(Assignment) Search the entries for the word "rest" and copy each line that has it.

[[ Data to process, beginning ]]

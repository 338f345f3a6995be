//! A `ServoSink` stub for the demo loop: logs commanded values instead of
//! writing to a serial/USB transport.

use kinematics::{KinematicsError, ServoSink};
use tracing::info;

pub struct LoggingServoSink;

impl ServoSink for LoggingServoSink {
    fn move_all(&mut self, values: [f64; 6], duration_ms: u32) -> Result<(), KinematicsError> {
        info!(?values, duration_ms, "move_all");
        Ok(())
    }

    fn rest(&mut self) -> Result<(), KinematicsError> {
        info!("rest");
        Ok(())
    }
}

[[ Data to process, end ]]

(Expected output)
    fn rest(&mut self) -> Result<(), KinematicsError> {
        info!("rest");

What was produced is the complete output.